| REQUIREMENT |
Restrict the output to the lines below starting at the one that contains "Self::decode(kind, value)" and ending at the one that contains "#[derive(Clone, Debug, Default, PartialEq)]", and restate them word for word, both ends included.

*** Opening SUPPLIED MATERIAL ***

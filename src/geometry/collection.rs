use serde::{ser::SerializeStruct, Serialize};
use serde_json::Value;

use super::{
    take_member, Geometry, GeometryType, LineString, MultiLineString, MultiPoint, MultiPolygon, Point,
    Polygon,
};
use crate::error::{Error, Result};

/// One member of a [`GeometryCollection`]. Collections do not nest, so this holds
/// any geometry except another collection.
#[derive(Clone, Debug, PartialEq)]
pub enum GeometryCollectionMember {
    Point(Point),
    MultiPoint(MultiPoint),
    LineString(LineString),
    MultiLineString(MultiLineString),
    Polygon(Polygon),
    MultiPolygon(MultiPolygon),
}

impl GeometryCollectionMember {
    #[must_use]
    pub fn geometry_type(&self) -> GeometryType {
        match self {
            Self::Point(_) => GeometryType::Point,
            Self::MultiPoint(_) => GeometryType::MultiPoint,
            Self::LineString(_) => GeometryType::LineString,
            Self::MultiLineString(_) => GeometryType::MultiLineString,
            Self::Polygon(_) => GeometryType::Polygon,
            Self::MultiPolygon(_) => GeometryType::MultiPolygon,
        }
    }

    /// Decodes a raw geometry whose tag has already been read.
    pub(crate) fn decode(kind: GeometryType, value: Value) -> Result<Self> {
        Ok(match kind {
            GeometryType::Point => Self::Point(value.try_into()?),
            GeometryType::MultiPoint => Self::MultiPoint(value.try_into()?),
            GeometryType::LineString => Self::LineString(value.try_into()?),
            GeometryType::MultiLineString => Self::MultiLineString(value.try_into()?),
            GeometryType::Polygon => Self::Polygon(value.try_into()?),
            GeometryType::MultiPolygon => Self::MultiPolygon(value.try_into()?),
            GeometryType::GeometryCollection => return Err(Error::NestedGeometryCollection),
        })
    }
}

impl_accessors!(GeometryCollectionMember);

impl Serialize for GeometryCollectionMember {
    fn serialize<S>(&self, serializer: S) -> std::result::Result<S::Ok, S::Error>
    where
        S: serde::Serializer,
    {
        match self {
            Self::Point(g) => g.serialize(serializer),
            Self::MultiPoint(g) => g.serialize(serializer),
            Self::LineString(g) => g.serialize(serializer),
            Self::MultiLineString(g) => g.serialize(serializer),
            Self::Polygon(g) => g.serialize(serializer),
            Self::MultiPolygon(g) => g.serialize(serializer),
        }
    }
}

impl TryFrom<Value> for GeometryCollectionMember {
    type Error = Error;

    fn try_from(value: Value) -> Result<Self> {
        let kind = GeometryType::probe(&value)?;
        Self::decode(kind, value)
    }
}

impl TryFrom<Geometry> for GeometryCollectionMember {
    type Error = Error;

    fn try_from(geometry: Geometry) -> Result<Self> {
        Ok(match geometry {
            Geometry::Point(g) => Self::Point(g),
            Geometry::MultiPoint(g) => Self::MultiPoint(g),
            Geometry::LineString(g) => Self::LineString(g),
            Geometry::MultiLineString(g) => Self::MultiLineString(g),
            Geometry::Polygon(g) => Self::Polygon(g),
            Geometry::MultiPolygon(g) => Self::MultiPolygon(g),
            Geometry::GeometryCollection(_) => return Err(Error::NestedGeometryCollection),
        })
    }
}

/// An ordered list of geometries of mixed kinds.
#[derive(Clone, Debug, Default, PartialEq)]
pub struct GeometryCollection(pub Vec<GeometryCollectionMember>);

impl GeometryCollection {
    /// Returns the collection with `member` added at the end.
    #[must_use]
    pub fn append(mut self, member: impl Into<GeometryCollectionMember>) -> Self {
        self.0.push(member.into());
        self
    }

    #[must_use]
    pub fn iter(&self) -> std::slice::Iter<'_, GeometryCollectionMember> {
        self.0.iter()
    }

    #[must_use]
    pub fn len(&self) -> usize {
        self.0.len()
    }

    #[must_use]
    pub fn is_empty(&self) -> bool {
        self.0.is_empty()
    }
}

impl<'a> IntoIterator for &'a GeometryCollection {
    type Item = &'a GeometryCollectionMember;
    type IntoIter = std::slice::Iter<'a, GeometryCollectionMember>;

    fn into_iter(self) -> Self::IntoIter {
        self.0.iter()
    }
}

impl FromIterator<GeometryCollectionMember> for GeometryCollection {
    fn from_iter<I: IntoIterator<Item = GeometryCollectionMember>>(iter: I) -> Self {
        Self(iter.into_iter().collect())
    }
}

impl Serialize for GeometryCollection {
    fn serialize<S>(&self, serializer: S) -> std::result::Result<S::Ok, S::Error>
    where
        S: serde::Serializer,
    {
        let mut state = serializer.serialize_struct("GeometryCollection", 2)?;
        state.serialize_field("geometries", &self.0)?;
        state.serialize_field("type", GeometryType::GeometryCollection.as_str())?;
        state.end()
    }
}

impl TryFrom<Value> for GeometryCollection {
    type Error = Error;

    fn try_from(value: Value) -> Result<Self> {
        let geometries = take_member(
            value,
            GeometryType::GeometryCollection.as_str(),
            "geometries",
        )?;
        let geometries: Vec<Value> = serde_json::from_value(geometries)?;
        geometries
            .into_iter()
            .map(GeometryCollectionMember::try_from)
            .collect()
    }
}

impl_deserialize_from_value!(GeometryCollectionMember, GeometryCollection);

*** Closing SUPPLIED MATERIAL ***

| ANSWER BELOW |
        Self::decode(kind, value)
    }
}

impl TryFrom<Geometry> for GeometryCollectionMember {
    type Error = Error;

    fn try_from(geometry: Geometry) -> Result<Self> {
        Ok(match geometry {
            Geometry::Point(g) => Self::Point(g),
            Geometry::MultiPoint(g) => Self::MultiPoint(g),
            Geometry::LineString(g) => Self::LineString(g),
            Geometry::MultiLineString(g) => Self::MultiLineString(g),
            Geometry::Polygon(g) => Self::Polygon(g),
            Geometry::MultiPolygon(g) => Self::MultiPolygon(g),
            Geometry::GeometryCollection(_) => return Err(Error::NestedGeometryCollection),
        })
    }
}

/// An ordered list of geometries of mixed kinds.
#[derive(Clone, Debug, Default, PartialEq)]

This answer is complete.